* **TASK OBJECTIVE**: Please print the entries below exactly, from the line with "let running = self.running.clone();" through the line with "let state = DashboardState::new(2);", including both of those lines and leaving out all others.

* **TASK MATERIAL**:
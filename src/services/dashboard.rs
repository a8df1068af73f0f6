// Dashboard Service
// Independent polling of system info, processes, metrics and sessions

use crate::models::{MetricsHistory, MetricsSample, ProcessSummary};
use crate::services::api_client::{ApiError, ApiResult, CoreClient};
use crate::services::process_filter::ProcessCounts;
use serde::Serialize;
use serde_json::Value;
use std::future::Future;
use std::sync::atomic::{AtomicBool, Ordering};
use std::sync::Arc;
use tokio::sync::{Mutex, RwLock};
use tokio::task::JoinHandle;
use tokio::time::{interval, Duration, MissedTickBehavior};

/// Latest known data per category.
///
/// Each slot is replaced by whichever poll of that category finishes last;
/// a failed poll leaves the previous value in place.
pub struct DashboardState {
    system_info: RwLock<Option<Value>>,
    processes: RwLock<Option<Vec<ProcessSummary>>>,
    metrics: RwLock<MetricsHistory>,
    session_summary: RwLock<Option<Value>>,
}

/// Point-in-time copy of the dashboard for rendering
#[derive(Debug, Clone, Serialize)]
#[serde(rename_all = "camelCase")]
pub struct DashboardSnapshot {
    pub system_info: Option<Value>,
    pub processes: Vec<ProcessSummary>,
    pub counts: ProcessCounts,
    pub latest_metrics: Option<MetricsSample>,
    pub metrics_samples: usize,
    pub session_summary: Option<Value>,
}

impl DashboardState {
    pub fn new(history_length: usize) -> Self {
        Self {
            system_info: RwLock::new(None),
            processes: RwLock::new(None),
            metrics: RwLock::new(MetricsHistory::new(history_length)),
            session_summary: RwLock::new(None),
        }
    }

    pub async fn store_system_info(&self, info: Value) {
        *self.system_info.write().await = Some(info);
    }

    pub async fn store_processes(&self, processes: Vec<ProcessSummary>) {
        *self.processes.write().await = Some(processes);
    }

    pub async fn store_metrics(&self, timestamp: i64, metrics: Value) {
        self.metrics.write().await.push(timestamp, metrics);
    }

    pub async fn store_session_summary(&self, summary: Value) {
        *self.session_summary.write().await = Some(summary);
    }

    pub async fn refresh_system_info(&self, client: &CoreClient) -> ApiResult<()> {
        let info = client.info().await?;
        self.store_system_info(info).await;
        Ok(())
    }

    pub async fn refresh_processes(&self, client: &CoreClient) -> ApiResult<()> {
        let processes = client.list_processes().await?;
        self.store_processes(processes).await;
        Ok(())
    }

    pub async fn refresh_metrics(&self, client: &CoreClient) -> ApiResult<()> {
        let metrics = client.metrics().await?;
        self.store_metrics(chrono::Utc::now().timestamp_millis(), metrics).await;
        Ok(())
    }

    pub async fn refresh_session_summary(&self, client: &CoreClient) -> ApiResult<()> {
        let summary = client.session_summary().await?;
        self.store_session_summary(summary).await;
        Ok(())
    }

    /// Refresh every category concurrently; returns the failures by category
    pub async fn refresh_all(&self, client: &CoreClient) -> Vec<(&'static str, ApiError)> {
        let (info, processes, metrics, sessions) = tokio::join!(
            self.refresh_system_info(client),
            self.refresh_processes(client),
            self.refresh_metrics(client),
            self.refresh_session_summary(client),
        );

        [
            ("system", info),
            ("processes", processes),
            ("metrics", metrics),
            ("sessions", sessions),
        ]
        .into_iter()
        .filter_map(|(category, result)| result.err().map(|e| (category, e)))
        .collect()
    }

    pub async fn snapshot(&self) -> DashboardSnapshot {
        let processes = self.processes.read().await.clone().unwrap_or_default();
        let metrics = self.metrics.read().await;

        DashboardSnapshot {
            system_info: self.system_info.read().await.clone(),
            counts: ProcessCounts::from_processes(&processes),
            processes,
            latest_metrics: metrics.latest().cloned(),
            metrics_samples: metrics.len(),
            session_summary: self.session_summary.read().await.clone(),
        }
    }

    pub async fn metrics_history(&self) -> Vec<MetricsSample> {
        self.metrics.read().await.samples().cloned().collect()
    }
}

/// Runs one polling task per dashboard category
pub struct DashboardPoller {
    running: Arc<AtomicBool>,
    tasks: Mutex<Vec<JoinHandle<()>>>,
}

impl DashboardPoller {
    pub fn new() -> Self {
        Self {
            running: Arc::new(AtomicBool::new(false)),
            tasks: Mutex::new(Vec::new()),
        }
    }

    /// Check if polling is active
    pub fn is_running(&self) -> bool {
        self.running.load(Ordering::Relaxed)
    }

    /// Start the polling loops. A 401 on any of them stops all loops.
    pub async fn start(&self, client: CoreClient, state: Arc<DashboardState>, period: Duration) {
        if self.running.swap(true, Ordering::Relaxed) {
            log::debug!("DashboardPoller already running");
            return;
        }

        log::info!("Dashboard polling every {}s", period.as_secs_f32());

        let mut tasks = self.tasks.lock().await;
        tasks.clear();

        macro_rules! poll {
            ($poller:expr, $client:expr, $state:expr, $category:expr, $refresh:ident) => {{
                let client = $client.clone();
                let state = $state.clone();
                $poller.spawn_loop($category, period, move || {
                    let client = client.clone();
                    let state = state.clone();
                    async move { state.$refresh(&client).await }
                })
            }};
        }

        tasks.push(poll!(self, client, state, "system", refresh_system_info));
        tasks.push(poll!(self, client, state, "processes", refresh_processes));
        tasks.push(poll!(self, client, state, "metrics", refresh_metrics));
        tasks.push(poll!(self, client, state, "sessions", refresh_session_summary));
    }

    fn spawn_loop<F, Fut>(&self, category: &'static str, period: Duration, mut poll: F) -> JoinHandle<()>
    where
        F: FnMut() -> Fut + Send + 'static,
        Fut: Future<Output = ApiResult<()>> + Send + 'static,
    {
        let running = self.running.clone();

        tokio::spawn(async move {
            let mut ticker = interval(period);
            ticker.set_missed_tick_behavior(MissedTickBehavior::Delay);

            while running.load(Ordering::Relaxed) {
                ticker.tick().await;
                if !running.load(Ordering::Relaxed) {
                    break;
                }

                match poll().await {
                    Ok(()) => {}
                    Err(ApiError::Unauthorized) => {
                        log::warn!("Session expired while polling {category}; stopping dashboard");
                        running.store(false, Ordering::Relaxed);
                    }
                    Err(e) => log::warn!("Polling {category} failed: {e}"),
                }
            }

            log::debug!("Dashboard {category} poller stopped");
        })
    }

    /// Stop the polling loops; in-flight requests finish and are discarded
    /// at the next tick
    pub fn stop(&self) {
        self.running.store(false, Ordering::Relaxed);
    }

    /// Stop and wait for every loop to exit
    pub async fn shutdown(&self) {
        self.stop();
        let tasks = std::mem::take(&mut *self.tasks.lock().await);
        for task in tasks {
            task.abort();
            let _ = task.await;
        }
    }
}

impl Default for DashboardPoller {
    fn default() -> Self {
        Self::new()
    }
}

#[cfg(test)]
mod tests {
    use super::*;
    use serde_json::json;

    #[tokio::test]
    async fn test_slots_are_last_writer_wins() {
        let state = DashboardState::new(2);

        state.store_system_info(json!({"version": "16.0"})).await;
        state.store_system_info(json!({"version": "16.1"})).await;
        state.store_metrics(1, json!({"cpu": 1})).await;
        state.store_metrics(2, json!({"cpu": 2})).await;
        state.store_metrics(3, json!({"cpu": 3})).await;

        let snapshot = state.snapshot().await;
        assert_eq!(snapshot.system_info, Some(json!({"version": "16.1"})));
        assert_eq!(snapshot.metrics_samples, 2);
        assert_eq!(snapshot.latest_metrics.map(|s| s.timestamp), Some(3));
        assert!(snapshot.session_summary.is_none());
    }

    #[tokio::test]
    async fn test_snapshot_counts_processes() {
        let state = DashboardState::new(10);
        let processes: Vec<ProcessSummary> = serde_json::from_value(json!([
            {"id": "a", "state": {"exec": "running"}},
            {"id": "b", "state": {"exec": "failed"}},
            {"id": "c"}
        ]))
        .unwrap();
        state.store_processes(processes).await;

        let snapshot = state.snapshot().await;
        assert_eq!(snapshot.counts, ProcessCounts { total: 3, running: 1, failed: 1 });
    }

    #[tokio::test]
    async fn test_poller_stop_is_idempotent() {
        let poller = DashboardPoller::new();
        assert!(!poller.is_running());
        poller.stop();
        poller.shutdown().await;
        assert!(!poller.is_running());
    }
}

* **REPLY**:
        let running = self.running.clone();

        tokio::spawn(async move {
            let mut ticker = interval(period);
            ticker.set_missed_tick_behavior(MissedTickBehavior::Delay);

            while running.load(Ordering::Relaxed) {
                ticker.tick().await;
                if !running.load(Ordering::Relaxed) {
                    break;
                }

                match poll().await {
                    Ok(()) => {}
                    Err(ApiError::Unauthorized) => {
                        log::warn!("Session expired while polling {category}; stopping dashboard");
                        running.store(false, Ordering::Relaxed);
                    }
                    Err(e) => log::warn!("Polling {category} failed: {e}"),
                }
            }

            log::debug!("Dashboard {category} poller stopped");
        })
    }

    /// Stop the polling loops; in-flight requests finish and are discarded
    /// at the next tick
    pub fn stop(&self) {
        self.running.store(false, Ordering::Relaxed);
    }

    /// Stop and wait for every loop to exit
    pub async fn shutdown(&self) {
        self.stop();
        let tasks = std::mem::take(&mut *self.tasks.lock().await);
        for task in tasks {
            task.abort();
            let _ = task.await;
        }
    }
}

impl Default for DashboardPoller {
    fn default() -> Self {
        Self::new()
    }
}

#[cfg(test)]
mod tests {
    use super::*;
    use serde_json::json;

    #[tokio::test]
    async fn test_slots_are_last_writer_wins() {
        let state = DashboardState::new(2);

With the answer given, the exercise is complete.